Everyone sings backup while a bold spinner belts out her favorite song, punctuated by Benson’s “Uh, huh!” and “Oh yeah!”
“I always tell my students that they’re working out twice as hard – they’re using their bodies and their voices,” says Benson. “And no one cares who can sing.”
“It’s totally fun,” said Theresa Stallworth, who took a turn with Prince’s “When Doves Cry.”
“And the results are amazing!”
And you thought yoga was all deep breathing and meditation. Not when Trixie teaches Disco Yoga.
“Trixie” – the persona that Crunch yoga instructor Dana Flynn adopts when she teaches this class – works in a darkened room with a disco ball and occasional red strobe light picking out the back beats of Donna Summer and Marvin Gaye.
“Enlightenment [a basic principal of yoga] is all about lightening up, not taking everything so seriously,” Flynn said. “In this class, we play around with movement and combine the breathing and postures of yoga with some great music.”
“Trixie’s fabulous, she’s really inspirational,” said student Jasmine Talkeshi. It’s still the yoga experience, but taken out of its rigid form. There’s a real freedom to go all out.”

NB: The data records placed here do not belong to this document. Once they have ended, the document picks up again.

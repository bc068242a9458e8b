//! Per-category entity pools
//!
//! Pools are a cache, not a capacity limit: an empty pool constructs a fresh
//! entity on demand. Entities are moved in and out by value, so an entity is
//! either owned by a pool or by the scene, never both.

use std::collections::HashMap;

use super::category::Category;
use super::entity::{Entity, Transform};
use crate::tuning::PoolTuning;

/// Construction template for a category
#[derive(Debug, Clone, Copy, PartialEq)]
pub struct EntityTemplate {
    pub initial: Transform,
}

impl Default for EntityTemplate {
    fn default() -> Self {
        Self {
            initial: Transform::default(),
        }
    }
}

#[derive(Debug)]
struct Pool {
    template: EntityTemplate,
    idle: Vec<Entity>,
    created: usize,
}

/// Registry of per-category pools
#[derive(Debug)]
pub struct PoolRegistry {
    pools: HashMap<Category, Pool>,
    /// Next entity ID (unique across all categories)
    next_id: u32,
}

impl PoolRegistry {
    pub fn new() -> Self {
        Self {
            pools: HashMap::new(),
            next_id: 1,
        }
    }

    /// Build a registry from tuning pool entries
    pub fn from_tuning(entries: &[PoolTuning]) -> Self {
        let mut registry = Self::new();
        for entry in entries {
            let template = EntityTemplate {
                initial: Transform {
                    scale: entry.scale,
                    opacity: entry.opacity,
                },
            };
            registry.register(entry.category, template, entry.prewarm);
        }
        registry
    }

    /// Register a pool for `category`, constructing `prewarm` idle entities.
    /// Re-registering replaces the template and drops idle entities.
    pub fn register(&mut self, category: Category, template: EntityTemplate, prewarm: usize) {
        let mut pool = Pool {
            template,
            idle: Vec::with_capacity(prewarm),
            created: 0,
        };
        for _ in 0..prewarm {
            let entity = Entity::new(self.allocate_id(), category, template.initial);
            pool.idle.push(entity);
            pool.created += 1;
        }
        log::info!("Registered pool {} (prewarm {})", category, prewarm);
        self.pools.insert(category, pool);
    }

    /// Remove the pool for `category`; its idle entities are dropped
    pub fn unregister(&mut self, category: Category) -> bool {
        self.pools.remove(&category).is_some()
    }

    pub fn is_registered(&self, category: Category) -> bool {
        self.pools.contains_key(&category)
    }

    /// Take an entity of `category`, constructing one if the pool is empty.
    /// Returns `None` when no template is registered for the category.
    pub fn acquire(&mut self, category: Category) -> Option<Entity> {
        let Some(pool) = self.pools.get_mut(&category) else {
            log::warn!("No template registered for {}, spawn skipped", category);
            return None;
        };

        if let Some(entity) = pool.idle.pop() {
            return Some(entity);
        }

        let id = self.next_id;
        self.next_id += 1;
        pool.created += 1;
        log::debug!("Pool {} empty, constructed entity {}", category, id);
        Some(Entity::new(id, category, pool.template.initial))
    }

    /// Return an entity to its category's pool with its transform reset.
    /// Entities whose category has no pool are dropped.
    pub fn release(&mut self, mut entity: Entity) {
        let category = entity.category();
        match self.pools.get_mut(&category) {
            Some(pool) => {
                entity.reset();
                pool.idle.push(entity);
            }
            None => {
                log::warn!(
                    "No pool for {}, discarding entity {}",
                    category,
                    entity.id()
                );
            }
        }
    }

    /// Idle entities in the pool for `category`
    pub fn pooled(&self, category: Category) -> usize {
        self.pools.get(&category).map_or(0, |p| p.idle.len())
    }

    /// Entities ever constructed for `category`
    pub fn created(&self, category: Category) -> usize {
        self.pools.get(&category).map_or(0, |p| p.created)
    }

    /// Entities ever constructed across all registered pools
    pub fn total_created(&self) -> usize {
        self.pools.values().map(|p| p.created).sum()
    }

    fn allocate_id(&mut self) -> u32 {
        let id = self.next_id;
        self.next_id += 1;
        id
    }
}

impl Default for PoolRegistry {
    fn default() -> Self {
        Self::new()
    }
}

#[cfg(test)]
mod tests {
    use super::*;
    use crate::sim::category::{ObstacleKind, PowerupKind};
    use crate::sim::entity::EntityPhase;
    use glam::Vec2;

    const CRATE: Category = Category::Obstacle(ObstacleKind::Crate);

    #[test]
    fn test_acquire_prefers_pooled() {
        let mut pools = PoolRegistry::new();
        pools.register(CRATE, EntityTemplate::default(), 2);
        assert_eq!(pools.pooled(CRATE), 2);

        let a = pools.acquire(CRATE).unwrap();
        let b = pools.acquire(CRATE).unwrap();
        assert_eq!(pools.created(CRATE), 2);
        assert_ne!(a.id(), b.id());

        // Empty pool constructs on demand
        let c = pools.acquire(CRATE).unwrap();
        assert_eq!(pools.created(CRATE), 3);
        assert_eq!(c.category(), CRATE);
    }

    #[test]
    fn test_acquire_unregistered_is_none() {
        let mut pools = PoolRegistry::new();
        pools.register(Category::Collectible, EntityTemplate::default(), 0);
        assert!(pools.acquire(Category::Powerup(PowerupKind::Magnet)).is_none());
        assert_eq!(pools.total_created(), 0);
    }

    #[test]
    fn test_acquire_never_crosses_categories() {
        let mut pools = PoolRegistry::new();
        pools.register(CRATE, EntityTemplate::default(), 3);
        pools.register(Category::Collectible, EntityTemplate::default(), 3);

        for _ in 0..5 {
            let e = pools.acquire(Category::Collectible).unwrap();
            assert_eq!(e.category(), Category::Collectible);
        }
        assert_eq!(pools.pooled(CRATE), 3);
    }

    #[test]
    fn test_release_resets_transform() {
        let template = EntityTemplate {
            initial: Transform {
                scale: 0.8,
                opacity: 0.9,
            },
        };
        let mut pools = PoolRegistry::new();
        pools.register(Category::Powerup(PowerupKind::Shield), template, 0);

        let mut entity = pools.acquire(Category::Powerup(PowerupKind::Shield)).unwrap();
        entity.activate(1, Vec2::new(0.0, 550.0));
        entity.transform = Transform {
            scale: 2.0,
            opacity: 0.0,
        };
        entity.begin_despawn();
        assert!(entity.is_despawning());

        let id = entity.id();
        pools.release(entity);

        let reused = pools.acquire(Category::Powerup(PowerupKind::Shield)).unwrap();
        assert_eq!(reused.id(), id);
        assert_eq!(reused.transform, template.initial);
        assert_eq!(reused.phase(), EntityPhase::Pooled);
        assert!(!reused.is_despawning());
    }

    #[test]
    fn test_release_without_pool_discards() {
        let mut pools = PoolRegistry::new();
        pools.register(CRATE, EntityTemplate::default(), 0);
        let entity = pools.acquire(CRATE).unwrap();

        assert!(pools.unregister(CRATE));
        pools.release(entity);
        assert_eq!(pools.pooled(CRATE), 0);
        assert!(!pools.is_registered(CRATE));
    }

    #[test]
    fn test_from_tuning_prewarms() {
        let pools = PoolRegistry::from_tuning(&crate::Tuning::default().pools);
        assert_eq!(pools.pooled(Category::Collectible), 20);
        assert_eq!(pools.pooled(CRATE), 5);
        assert_eq!(pools.pooled(Category::Powerup(PowerupKind::Speed)), 2);
    }
}
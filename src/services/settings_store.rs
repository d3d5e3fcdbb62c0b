// Launcher Settings Store
// Durable key-value settings backed by the `settings` table. Each key holds a
// JSON-encoded value; reads assemble a total `LauncherSettings` snapshot with
// per-field defaults, and every successful write broadcasts the new snapshot.

use std::collections::HashMap;
use std::sync::Arc;

use rusqlite::params;
use serde_json::Value;
use tokio::sync::watch;

use crate::database::connection::Database;
use crate::types::errors::SettingsError;
use crate::types::settings::{BackBehavior, LauncherSettings, RefreshPolicy};

pub const KEY_WINDOWS_JSON: &str = "windows_json";
pub const KEY_MAX_ALIVE: &str = "max_alive";
pub const KEY_REFRESH_POLICY: &str = "refresh_policy";
pub const KEY_THIRD_PARTY_COOKIES: &str = "third_party_cookies";
pub const KEY_USER_AGENT: &str = "user_agent";
pub const KEY_FOREGROUND_SERVICE: &str = "foreground_service";
pub const KEY_BACK_BEHAVIOR: &str = "back_behavior";
pub const KEY_WHITELIST_DOMAINS: &str = "whitelist_domains";
pub const KEY_DEBUG_WEBVIEW: &str = "debug_webview";

/// Expected JSON shape of each key's value.
#[derive(Debug, Clone, Copy, PartialEq, Eq)]
enum ValueKind {
    Integer,
    Bool,
    Text,
    Refresh,
    Back,
}

const KNOWN_KEYS: &[(&str, ValueKind)] = &[
    (KEY_WINDOWS_JSON, ValueKind::Text),
    (KEY_MAX_ALIVE, ValueKind::Integer),
    (KEY_REFRESH_POLICY, ValueKind::Refresh),
    (KEY_THIRD_PARTY_COOKIES, ValueKind::Bool),
    (KEY_USER_AGENT, ValueKind::Text),
    (KEY_FOREGROUND_SERVICE, ValueKind::Bool),
    (KEY_BACK_BEHAVIOR, ValueKind::Back),
    (KEY_WHITELIST_DOMAINS, ValueKind::Text),
    (KEY_DEBUG_WEBVIEW, ValueKind::Bool),
];

/// Trait defining the settings store interface.
pub trait SettingsStoreTrait {
    fn snapshot(&self) -> LauncherSettings;
    fn set_value(&mut self, key: &str, value: Value) -> Result<(), SettingsError>;
    fn get_value(&self, key: &str) -> Result<Option<Value>, SettingsError>;
    fn windows_json(&self) -> String;
    fn set_windows_json(&mut self, json: &str) -> Result<(), SettingsError>;
    fn subscribe(&self) -> watch::Receiver<LauncherSettings>;
    fn reset(&mut self) -> Result<(), SettingsError>;
}

pub struct SettingsStore {
    db: Arc<Database>,
    sender: watch::Sender<LauncherSettings>,
}

impl SettingsStore {
    pub fn new(db: Arc<Database>) -> Self {
        let initial = read_snapshot(&db).unwrap_or_else(|e| {
            log::warn!("settings unreadable, using defaults: {}", e);
            LauncherSettings::default()
        });
        let (sender, _) = watch::channel(initial);
        Self { db, sender }
    }

    pub fn update_max_alive(&mut self, value: i64) -> Result<(), SettingsError> {
        self.set_value(KEY_MAX_ALIVE, Value::from(value))
    }

    pub fn update_refresh_policy(&mut self, value: RefreshPolicy) -> Result<(), SettingsError> {
        self.set_value(KEY_REFRESH_POLICY, Value::from(value.as_str()))
    }

    pub fn update_third_party_cookies(&mut self, value: bool) -> Result<(), SettingsError> {
        self.set_value(KEY_THIRD_PARTY_COOKIES, Value::Bool(value))
    }

    pub fn update_user_agent(&mut self, value: &str) -> Result<(), SettingsError> {
        self.set_value(KEY_USER_AGENT, Value::from(value))
    }

    pub fn update_foreground_service(&mut self, value: bool) -> Result<(), SettingsError> {
        self.set_value(KEY_FOREGROUND_SERVICE, Value::Bool(value))
    }

    pub fn update_back_behavior(&mut self, value: BackBehavior) -> Result<(), SettingsError> {
        self.set_value(KEY_BACK_BEHAVIOR, Value::from(value.as_str()))
    }

    /// Stores the comma-separated whitelist exactly as entered.
    pub fn update_whitelist_domains(&mut self, value: &str) -> Result<(), SettingsError> {
        self.set_value(KEY_WHITELIST_DOMAINS, Value::from(value))
    }

    pub fn update_debug_mode(&mut self, value: bool) -> Result<(), SettingsError> {
        self.set_value(KEY_DEBUG_WEBVIEW, Value::Bool(value))
    }

    fn publish(&self) {
        match read_snapshot(&self.db) {
            Ok(next) => {
                self.sender.send_if_modified(|current| {
                    if *current == next {
                        false
                    } else {
                        *current = next;
                        true
                    }
                });
            }
            Err(e) => log::warn!("settings snapshot not published: {}", e),
        }
    }
}

impl SettingsStoreTrait for SettingsStore {
    fn snapshot(&self) -> LauncherSettings {
        self.sender.borrow().clone()
    }

    /// Writes one field. Unknown keys and ill-typed values are rejected
    /// before anything touches the database.
    fn set_value(&mut self, key: &str, value: Value) -> Result<(), SettingsError> {
        let kind = KNOWN_KEYS
            .iter()
            .find(|(k, _)| *k == key)
            .map(|(_, kind)| *kind)
            .ok_or_else(|| SettingsError::InvalidKey(key.to_string()))?;
        validate(key, kind, &value)?;

        let encoded = serde_json::to_string(&value)
            .map_err(|e| SettingsError::SerializationError(e.to_string()))?;
        self.db.connection().execute(
            "INSERT INTO settings (key, value) VALUES (?1, ?2)
             ON CONFLICT(key) DO UPDATE SET value = excluded.value",
            params![key, encoded],
        )?;

        log::debug!("setting {} updated", key);
        self.publish();
        Ok(())
    }

    fn get_value(&self, key: &str) -> Result<Option<Value>, SettingsError> {
        if !KNOWN_KEYS.iter().any(|(k, _)| *k == key) {
            return Err(SettingsError::InvalidKey(key.to_string()));
        }
        Ok(read_all(&self.db)?.remove(key))
    }

    fn windows_json(&self) -> String {
        match self.get_value(KEY_WINDOWS_JSON) {
            Ok(Some(Value::String(s))) => s,
            Ok(_) => String::new(),
            Err(e) => {
                log::warn!("window list unreadable: {}", e);
                String::new()
            }
        }
    }

    fn set_windows_json(&mut self, json: &str) -> Result<(), SettingsError> {
        self.set_value(KEY_WINDOWS_JSON, Value::from(json))
    }

    fn subscribe(&self) -> watch::Receiver<LauncherSettings> {
        self.sender.subscribe()
    }

    /// Drops every policy key. The window list is kept.
    fn reset(&mut self) -> Result<(), SettingsError> {
        self.db.connection().execute(
            "DELETE FROM settings WHERE key != ?1",
            params![KEY_WINDOWS_JSON],
        )?;
        self.publish();
        Ok(())
    }
}

fn validate(key: &str, kind: ValueKind, value: &Value) -> Result<(), SettingsError> {
    let ok = match kind {
        ValueKind::Integer => value.as_i64().is_some(),
        ValueKind::Bool => value.is_boolean(),
        ValueKind::Text => value.is_string(),
        ValueKind::Refresh => serde_json::from_value::<RefreshPolicy>(value.clone()).is_ok(),
        ValueKind::Back => serde_json::from_value::<BackBehavior>(value.clone()).is_ok(),
    };
    if ok {
        Ok(())
    } else {
        Err(SettingsError::InvalidValue(format!(
            "Invalid value for key '{}': {}",
            key, value
        )))
    }
}

fn read_all(db: &Database) -> Result<HashMap<String, Value>, SettingsError> {
    let conn = db.connection();
    let mut stmt = conn.prepare("SELECT key, value FROM settings")?;
    let rows = stmt.query_map([], |row| {
        let key: String = row.get(0)?;
        let value: String = row.get(1)?;
        Ok((key, value))
    })?;

    let mut values = HashMap::new();
    for row in rows {
        let (key, raw) = row?;
        match serde_json::from_str::<Value>(&raw) {
            Ok(v) => {
                values.insert(key, v);
            }
            Err(e) => log::warn!("ignoring unreadable setting {}: {}", key, e),
        }
    }
    Ok(values)
}

/// Builds a total snapshot; any missing or ill-typed field takes its default.
fn read_snapshot(db: &Database) -> Result<LauncherSettings, SettingsError> {
    let values = read_all(db)?;
    let defaults = LauncherSettings::default();

    let max_alive = values
        .get(KEY_MAX_ALIVE)
        .and_then(Value::as_i64)
        .map(|v| v.clamp(1, u32::MAX as i64) as u32)
        .unwrap_or(defaults.max_alive);
    let bool_or = |key: &str, default: bool| values.get(key).and_then(Value::as_bool).unwrap_or(default);
    let text_or = |key: &str| {
        values
            .get(key)
            .and_then(Value::as_str)
            .map(str::to_string)
            .unwrap_or_default()
    };

    Ok(LauncherSettings {
        max_alive,
        third_party_cookies: bool_or(KEY_THIRD_PARTY_COOKIES, defaults.third_party_cookies),
        user_agent: text_or(KEY_USER_AGENT),
        whitelist_domains: LauncherSettings::parse_whitelist(&text_or(KEY_WHITELIST_DOMAINS)),
        refresh_policy: values
            .get(KEY_REFRESH_POLICY)
            .and_then(|v| serde_json::from_value(v.clone()).ok())
            .unwrap_or(defaults.refresh_policy),
        back_behavior: values
            .get(KEY_BACK_BEHAVIOR)
            .and_then(|v| serde_json::from_value(v.clone()).ok())
            .unwrap_or(defaults.back_behavior),
        foreground_service: bool_or(KEY_FOREGROUND_SERVICE, defaults.foreground_service),
        debug_mode: bool_or(KEY_DEBUG_WEBVIEW, defaults.debug_mode),
    })
}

For another twist on yoga, try the New York Health & Racquet Club’s class, Layla’s Garden, in which instructor Deedee Benrey mixes things up with Persian poetry, Iranian foods and juices, yoga exercises, self-massage techniques and… rock songs.
Eric Clapton, who named his Layla after the same Persian love story the class draws its name from, provides the background music for Benrey’s meditation ritual.
Then again, maybe meditation isn’t your thing. If you want to step lively, the NYH&RC’s Broadway Dance Series has professional dancers from shows like “Annie Get Your Gun,” “Chicago” and “Kiss Me Kate” teaching you the actual steps (toned down a bit) from real Broadway shows.
“We use a lot of funky western dance steps,” said Madeleine Ehlert, an “Annie Get Your Gun” dancer and instructor. “There’s a lot of horse-stepping and gun fingers.”
If Broadway-style hoofing isn’t enough to burn off that flab, the New York Sports Club offers a Cardio-Video Class with a dancer who’s made videos with Whitney Houston.
Sheryl Murakami teaches punchy, strutty, fun moves to the sounds of Method Man and ‘N Sync.
Beginners, beware: Tight, muscular participants who were clearly in shape at one class were dripping with sweat by the end – and one person even walked out.
“I teach professional dance moves heavy on the cardio,” said Murakami. “It’s a good time. You leave feeling like you really just danced in a video – you learn the latest moves.”
More novice-friendly is the Urban Athlete class, also at New York Sports Club.
The class starts with jumping rope – an indoor version of street double-dutching. Next, you’ll face the cone gauntlet to prepare you for construction projects, congested areas and a summer of grid-locked tourists. If one of those tourists should get testy, kickboxing and punching moves are taught for self-defense techniques.
And if you shape up enough, you may need all the self-defense techniques you can get.